| INSTRUCTIONS FOR THE TASK |
Starting with the line that contains "filename crates/vigil-health/src/prober.rs" and stopping after the line that contains "use std::sync::Arc;", return each line below exactly as written, with no others.

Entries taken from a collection
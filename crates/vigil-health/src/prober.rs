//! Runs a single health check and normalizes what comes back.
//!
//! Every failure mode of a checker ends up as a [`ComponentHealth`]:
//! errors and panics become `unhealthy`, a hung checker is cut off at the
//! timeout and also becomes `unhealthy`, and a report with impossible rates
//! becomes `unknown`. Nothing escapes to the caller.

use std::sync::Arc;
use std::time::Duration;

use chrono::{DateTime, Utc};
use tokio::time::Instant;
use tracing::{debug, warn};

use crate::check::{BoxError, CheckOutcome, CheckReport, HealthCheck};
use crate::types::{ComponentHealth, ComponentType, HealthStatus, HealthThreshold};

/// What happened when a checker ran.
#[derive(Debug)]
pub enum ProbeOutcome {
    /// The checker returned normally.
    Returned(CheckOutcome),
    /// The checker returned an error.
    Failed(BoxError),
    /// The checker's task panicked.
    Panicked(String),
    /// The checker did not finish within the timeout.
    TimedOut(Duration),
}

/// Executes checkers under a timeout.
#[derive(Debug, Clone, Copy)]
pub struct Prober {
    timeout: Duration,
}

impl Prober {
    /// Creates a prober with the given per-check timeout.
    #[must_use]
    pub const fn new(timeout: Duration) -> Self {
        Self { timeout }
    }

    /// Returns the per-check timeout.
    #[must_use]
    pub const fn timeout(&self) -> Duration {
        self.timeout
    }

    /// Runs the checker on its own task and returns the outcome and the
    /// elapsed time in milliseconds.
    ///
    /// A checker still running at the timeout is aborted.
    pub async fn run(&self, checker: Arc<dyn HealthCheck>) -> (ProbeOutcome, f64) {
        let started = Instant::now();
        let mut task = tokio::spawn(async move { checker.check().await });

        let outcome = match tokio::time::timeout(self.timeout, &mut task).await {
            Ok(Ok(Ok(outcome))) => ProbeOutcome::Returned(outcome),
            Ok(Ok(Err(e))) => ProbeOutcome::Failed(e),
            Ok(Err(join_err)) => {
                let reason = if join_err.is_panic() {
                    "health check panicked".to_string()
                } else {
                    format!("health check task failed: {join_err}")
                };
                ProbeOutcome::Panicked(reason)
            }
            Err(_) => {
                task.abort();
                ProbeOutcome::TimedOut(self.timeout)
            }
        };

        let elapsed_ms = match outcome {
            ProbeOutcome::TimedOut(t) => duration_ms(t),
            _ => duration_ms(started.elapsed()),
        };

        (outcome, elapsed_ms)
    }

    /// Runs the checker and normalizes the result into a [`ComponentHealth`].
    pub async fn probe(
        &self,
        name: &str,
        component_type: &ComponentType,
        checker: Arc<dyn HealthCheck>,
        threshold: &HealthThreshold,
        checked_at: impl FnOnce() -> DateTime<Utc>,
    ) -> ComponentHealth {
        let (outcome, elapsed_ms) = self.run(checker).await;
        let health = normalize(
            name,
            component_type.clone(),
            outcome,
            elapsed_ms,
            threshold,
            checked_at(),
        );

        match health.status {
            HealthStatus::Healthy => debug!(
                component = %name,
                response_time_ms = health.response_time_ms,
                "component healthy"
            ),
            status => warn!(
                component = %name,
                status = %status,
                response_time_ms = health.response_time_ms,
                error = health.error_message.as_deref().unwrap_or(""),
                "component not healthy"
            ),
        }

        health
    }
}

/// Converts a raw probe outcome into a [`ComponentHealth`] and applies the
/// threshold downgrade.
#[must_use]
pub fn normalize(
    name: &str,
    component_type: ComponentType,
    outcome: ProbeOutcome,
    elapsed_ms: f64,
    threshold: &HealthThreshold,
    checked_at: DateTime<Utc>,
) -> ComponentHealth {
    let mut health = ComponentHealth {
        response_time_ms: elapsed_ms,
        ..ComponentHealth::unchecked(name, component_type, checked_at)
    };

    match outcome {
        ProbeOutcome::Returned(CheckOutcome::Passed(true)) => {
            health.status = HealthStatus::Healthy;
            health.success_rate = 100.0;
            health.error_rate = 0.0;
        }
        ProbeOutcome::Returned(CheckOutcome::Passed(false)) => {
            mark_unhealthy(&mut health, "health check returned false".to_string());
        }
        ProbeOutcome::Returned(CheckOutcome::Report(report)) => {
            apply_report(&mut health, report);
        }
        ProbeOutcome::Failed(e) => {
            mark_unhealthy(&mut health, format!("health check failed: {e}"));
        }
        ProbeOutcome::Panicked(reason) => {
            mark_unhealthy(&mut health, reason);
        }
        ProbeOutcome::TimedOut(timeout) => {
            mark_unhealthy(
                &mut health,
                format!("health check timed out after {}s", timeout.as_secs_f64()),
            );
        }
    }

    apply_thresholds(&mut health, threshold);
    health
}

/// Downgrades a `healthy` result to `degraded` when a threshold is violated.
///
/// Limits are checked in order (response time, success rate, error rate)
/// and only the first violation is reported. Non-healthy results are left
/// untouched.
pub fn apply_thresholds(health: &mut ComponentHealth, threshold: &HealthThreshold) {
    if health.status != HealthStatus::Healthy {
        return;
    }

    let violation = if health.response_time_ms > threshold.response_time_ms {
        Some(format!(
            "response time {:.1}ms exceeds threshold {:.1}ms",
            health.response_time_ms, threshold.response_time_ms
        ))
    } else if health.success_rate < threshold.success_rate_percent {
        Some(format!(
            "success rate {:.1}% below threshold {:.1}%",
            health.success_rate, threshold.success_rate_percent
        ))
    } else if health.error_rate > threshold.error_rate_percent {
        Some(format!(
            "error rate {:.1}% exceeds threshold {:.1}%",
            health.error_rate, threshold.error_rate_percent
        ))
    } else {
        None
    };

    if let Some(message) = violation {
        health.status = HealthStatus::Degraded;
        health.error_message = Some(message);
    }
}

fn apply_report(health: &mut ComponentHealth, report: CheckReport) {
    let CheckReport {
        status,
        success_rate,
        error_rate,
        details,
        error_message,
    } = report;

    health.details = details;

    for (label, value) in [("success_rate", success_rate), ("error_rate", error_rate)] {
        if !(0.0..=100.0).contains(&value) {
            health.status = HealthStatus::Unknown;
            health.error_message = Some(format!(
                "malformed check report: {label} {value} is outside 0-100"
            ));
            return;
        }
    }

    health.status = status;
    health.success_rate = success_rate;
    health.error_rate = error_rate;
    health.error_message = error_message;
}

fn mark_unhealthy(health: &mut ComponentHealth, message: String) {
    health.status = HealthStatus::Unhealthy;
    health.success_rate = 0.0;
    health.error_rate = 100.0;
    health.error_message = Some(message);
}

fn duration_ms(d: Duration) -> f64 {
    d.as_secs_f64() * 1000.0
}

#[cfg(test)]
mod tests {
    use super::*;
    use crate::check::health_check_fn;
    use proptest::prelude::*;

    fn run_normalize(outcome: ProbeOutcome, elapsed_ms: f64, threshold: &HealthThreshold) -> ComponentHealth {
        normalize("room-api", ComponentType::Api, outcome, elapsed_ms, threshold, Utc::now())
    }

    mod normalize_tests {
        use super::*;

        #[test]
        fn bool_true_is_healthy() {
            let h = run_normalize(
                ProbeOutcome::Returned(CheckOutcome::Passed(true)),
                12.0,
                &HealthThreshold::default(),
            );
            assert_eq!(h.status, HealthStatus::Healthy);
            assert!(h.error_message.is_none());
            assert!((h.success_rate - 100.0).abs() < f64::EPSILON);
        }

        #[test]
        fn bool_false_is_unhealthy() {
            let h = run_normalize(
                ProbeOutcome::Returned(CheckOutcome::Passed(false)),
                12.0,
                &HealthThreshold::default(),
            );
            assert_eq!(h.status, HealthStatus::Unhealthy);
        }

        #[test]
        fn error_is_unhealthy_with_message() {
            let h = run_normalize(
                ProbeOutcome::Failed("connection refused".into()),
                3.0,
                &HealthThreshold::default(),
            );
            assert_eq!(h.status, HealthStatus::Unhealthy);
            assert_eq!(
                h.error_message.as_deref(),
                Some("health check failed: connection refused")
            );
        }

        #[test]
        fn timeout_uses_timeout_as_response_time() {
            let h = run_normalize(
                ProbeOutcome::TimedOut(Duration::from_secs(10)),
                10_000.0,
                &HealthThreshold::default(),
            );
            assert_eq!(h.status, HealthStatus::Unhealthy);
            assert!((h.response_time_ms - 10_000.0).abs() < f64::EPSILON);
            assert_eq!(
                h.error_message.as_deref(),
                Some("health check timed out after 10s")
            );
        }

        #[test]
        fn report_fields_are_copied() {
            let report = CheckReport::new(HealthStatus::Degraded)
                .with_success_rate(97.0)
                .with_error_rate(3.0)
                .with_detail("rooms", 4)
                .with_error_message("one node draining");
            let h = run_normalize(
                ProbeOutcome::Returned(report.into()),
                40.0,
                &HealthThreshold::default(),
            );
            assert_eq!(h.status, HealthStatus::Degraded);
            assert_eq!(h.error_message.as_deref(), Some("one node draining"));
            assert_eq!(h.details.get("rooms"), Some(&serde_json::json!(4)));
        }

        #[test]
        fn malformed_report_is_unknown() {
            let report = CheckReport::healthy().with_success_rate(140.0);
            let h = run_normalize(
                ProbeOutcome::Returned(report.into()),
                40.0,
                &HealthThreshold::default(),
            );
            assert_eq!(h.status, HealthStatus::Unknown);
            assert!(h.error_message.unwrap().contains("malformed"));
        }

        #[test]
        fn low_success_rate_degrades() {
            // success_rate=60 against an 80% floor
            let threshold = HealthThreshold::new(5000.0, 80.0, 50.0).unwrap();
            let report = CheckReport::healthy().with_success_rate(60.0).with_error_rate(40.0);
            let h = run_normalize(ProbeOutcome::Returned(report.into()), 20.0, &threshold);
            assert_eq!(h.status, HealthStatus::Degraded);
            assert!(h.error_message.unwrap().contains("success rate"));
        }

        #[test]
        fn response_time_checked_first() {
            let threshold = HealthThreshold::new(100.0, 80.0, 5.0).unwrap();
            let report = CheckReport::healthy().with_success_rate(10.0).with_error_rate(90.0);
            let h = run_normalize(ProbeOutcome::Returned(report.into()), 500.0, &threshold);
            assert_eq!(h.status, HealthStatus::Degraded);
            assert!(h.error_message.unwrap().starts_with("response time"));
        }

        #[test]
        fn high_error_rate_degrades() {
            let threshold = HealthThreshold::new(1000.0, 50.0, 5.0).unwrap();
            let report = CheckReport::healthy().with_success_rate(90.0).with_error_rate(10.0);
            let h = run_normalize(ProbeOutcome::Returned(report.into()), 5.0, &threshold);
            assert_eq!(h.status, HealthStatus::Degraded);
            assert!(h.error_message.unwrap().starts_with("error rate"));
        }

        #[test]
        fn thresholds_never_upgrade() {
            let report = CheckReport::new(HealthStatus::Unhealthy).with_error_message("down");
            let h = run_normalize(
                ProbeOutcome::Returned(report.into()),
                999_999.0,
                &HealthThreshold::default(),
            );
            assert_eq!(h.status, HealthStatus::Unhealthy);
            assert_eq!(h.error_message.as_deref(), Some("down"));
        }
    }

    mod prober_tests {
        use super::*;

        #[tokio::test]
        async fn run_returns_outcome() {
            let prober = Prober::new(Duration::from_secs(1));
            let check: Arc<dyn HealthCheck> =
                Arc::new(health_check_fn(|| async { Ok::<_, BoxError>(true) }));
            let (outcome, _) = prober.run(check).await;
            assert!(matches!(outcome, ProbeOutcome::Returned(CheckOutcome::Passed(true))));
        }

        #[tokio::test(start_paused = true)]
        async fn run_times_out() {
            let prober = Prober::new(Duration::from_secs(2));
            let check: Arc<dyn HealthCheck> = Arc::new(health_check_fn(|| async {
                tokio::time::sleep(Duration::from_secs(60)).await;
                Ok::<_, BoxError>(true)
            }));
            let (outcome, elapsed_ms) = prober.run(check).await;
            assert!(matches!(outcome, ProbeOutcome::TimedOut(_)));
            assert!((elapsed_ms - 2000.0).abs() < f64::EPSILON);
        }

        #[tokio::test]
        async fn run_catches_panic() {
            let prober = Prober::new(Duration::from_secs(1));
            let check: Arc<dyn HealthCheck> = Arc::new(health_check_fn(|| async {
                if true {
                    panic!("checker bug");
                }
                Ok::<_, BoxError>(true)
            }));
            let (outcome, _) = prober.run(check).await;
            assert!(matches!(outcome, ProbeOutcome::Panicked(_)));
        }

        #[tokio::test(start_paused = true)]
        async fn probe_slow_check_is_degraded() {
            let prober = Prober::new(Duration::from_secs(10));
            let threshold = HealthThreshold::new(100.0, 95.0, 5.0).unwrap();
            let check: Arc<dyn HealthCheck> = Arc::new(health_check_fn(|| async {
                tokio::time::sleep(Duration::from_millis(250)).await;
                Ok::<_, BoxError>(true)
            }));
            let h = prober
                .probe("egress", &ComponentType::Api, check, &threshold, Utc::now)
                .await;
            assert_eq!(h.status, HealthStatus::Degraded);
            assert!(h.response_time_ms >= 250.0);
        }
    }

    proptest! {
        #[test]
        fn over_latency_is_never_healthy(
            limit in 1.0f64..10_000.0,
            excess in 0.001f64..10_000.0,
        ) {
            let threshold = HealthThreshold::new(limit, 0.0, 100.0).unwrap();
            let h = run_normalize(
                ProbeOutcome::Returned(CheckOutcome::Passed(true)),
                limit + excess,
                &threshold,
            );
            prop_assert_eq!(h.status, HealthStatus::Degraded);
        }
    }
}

* * *

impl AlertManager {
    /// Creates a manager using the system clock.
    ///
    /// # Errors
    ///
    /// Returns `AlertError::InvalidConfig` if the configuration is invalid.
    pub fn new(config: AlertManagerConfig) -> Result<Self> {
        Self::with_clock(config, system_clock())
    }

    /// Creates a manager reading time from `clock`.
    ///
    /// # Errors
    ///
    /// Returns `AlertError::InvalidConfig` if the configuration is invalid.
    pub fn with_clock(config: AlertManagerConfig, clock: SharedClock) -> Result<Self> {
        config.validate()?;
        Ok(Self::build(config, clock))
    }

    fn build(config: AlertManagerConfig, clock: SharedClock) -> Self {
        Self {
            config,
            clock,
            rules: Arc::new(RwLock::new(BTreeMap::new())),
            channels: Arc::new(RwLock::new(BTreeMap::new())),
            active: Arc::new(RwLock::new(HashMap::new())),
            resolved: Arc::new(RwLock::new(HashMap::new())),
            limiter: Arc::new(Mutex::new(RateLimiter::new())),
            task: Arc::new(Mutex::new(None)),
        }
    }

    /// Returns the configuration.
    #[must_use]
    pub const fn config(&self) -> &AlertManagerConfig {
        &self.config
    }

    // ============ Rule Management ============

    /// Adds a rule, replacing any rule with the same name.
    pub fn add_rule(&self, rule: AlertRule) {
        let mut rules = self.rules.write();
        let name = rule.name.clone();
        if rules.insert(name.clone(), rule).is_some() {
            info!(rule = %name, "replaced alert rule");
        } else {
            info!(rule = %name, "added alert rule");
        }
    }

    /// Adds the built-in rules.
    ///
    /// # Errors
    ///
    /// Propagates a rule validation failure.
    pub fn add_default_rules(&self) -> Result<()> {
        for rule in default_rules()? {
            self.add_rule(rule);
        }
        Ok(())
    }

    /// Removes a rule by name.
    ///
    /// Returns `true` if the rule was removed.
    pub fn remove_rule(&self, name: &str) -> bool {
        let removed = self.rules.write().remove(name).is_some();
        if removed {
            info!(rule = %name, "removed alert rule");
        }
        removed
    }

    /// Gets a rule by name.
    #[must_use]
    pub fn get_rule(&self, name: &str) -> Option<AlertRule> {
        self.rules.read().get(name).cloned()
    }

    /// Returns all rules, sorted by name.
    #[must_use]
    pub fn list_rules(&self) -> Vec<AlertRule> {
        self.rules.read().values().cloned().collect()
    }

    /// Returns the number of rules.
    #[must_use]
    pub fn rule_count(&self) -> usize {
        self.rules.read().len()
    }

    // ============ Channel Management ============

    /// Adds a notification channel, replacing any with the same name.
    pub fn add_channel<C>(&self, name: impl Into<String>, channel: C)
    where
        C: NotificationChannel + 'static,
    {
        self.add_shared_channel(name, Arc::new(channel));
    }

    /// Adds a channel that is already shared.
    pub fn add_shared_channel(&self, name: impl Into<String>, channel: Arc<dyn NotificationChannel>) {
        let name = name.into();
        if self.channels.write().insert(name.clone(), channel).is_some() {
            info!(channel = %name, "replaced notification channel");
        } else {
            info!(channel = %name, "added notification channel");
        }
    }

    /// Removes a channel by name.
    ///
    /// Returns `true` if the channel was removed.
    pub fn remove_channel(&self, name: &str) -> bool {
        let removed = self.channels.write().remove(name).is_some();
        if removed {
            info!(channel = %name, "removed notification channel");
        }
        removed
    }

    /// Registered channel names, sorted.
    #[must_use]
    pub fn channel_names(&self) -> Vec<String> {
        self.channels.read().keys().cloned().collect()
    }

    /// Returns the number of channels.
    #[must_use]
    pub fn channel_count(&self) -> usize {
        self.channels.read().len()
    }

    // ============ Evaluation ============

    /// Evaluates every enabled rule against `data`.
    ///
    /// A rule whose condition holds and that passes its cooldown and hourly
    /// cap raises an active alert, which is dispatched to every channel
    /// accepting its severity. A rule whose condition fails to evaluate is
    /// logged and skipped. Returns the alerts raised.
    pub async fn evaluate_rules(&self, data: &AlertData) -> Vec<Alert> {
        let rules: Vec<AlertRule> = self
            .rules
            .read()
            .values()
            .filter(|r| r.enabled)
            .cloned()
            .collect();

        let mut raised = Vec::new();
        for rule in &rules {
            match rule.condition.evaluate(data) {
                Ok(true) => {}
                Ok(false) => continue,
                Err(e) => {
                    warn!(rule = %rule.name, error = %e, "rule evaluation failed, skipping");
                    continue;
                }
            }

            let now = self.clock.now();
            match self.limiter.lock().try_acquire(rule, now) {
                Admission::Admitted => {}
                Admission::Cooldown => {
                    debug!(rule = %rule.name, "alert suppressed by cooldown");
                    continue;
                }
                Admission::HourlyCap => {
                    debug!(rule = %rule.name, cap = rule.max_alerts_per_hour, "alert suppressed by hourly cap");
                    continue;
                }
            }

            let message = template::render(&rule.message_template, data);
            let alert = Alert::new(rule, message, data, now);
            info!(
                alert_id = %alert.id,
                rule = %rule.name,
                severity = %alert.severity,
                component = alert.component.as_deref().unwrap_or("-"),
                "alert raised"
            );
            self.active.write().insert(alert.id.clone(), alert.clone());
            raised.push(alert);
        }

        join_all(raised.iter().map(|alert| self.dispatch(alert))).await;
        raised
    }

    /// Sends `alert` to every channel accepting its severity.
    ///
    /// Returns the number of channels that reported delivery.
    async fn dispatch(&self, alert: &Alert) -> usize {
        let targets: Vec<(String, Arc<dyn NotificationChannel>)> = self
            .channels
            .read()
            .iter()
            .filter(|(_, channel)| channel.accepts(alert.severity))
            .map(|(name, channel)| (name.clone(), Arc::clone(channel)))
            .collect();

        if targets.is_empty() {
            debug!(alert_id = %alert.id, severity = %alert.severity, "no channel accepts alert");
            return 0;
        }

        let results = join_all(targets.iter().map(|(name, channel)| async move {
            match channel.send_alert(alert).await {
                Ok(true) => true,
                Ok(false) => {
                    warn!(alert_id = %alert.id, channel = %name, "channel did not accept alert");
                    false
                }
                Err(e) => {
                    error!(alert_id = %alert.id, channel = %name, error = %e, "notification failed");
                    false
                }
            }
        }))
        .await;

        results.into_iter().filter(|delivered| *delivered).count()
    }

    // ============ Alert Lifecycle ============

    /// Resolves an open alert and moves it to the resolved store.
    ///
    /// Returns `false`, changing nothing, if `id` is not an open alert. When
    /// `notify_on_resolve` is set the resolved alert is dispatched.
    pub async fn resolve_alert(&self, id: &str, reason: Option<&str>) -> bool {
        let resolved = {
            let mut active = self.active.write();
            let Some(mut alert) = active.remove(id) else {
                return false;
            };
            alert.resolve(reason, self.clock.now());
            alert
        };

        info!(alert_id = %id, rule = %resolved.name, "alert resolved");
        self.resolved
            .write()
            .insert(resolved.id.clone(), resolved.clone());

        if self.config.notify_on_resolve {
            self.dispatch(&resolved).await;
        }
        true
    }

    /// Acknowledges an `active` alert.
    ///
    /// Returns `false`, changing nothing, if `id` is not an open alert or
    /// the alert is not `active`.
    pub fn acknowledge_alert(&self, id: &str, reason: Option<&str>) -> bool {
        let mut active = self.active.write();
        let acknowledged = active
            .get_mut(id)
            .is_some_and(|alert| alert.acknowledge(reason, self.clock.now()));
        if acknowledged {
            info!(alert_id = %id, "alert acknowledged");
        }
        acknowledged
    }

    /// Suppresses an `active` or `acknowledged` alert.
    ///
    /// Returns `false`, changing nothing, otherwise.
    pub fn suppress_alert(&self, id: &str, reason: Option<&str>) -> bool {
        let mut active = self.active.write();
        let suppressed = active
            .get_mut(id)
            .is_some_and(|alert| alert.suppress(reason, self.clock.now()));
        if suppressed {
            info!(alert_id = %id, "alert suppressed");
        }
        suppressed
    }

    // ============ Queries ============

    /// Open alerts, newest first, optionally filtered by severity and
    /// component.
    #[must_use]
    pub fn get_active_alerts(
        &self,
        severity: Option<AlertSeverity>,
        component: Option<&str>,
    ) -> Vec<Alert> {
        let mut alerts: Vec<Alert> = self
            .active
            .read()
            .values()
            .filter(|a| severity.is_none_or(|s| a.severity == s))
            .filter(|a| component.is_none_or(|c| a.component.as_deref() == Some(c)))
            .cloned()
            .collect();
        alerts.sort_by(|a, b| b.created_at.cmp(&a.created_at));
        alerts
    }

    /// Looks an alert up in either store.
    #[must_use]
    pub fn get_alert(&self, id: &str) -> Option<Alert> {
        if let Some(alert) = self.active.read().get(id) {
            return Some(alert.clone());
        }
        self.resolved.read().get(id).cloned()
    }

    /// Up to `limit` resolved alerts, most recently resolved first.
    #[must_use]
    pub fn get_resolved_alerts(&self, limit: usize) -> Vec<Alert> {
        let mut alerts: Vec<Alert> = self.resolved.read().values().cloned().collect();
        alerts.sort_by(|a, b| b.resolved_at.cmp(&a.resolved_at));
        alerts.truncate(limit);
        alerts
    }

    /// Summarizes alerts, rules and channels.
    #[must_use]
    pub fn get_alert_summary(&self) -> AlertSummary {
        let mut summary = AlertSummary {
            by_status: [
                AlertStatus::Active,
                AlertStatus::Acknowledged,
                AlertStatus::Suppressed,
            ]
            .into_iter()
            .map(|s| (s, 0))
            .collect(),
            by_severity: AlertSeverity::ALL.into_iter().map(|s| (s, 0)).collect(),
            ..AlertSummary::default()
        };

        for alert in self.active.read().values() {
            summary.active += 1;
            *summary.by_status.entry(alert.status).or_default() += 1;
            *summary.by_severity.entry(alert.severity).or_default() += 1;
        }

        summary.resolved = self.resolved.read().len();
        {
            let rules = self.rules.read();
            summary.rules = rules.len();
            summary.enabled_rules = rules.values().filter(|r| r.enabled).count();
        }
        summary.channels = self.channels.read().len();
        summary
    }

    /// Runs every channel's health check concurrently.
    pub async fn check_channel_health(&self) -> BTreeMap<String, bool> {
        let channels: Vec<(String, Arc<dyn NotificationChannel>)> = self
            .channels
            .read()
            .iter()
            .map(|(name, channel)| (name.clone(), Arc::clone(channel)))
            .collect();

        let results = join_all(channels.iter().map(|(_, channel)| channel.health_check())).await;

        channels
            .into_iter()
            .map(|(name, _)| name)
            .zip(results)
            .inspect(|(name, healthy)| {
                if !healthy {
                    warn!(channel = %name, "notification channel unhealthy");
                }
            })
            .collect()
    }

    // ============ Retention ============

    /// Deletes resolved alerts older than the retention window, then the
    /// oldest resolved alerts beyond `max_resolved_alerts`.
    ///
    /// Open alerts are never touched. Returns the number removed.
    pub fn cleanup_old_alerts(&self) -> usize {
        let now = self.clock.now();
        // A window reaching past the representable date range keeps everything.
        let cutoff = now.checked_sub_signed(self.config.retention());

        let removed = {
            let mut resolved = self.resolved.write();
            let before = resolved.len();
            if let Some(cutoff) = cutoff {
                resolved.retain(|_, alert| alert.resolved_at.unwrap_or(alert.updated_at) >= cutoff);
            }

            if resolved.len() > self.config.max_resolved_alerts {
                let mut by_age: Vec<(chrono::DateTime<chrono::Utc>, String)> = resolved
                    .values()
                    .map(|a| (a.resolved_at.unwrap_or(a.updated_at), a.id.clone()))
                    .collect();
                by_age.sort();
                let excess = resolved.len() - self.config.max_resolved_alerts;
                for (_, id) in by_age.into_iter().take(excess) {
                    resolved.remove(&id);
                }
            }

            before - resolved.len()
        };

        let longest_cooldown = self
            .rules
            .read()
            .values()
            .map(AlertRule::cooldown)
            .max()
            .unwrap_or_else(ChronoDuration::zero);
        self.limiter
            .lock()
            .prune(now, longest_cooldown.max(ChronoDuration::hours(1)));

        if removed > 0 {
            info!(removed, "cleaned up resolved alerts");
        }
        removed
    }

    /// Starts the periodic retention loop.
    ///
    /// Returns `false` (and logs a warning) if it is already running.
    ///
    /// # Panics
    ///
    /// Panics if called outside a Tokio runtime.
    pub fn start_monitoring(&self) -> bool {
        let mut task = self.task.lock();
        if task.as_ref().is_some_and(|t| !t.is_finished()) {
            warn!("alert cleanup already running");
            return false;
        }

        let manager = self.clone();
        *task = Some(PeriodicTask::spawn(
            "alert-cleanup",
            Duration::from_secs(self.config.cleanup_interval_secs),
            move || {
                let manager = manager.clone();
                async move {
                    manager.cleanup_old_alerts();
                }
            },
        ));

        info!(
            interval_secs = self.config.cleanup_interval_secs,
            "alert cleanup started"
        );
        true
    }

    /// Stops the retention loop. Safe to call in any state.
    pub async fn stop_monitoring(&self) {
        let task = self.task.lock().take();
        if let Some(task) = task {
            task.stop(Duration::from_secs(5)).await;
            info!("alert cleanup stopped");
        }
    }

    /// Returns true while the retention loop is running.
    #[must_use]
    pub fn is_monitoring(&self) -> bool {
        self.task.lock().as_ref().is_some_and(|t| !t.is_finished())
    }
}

| TASK SOLUTION |
filename crates/vigil-health/src/prober.rs
//! Runs a single health check and normalizes what comes back.
//!
//! Every failure mode of a checker ends up as a [`ComponentHealth`]:
//! errors and panics become `unhealthy`, a hung checker is cut off at the
//! timeout and also becomes `unhealthy`, and a report with impossible rates
//! becomes `unknown`. Nothing escapes to the caller.

use std::sync::Arc;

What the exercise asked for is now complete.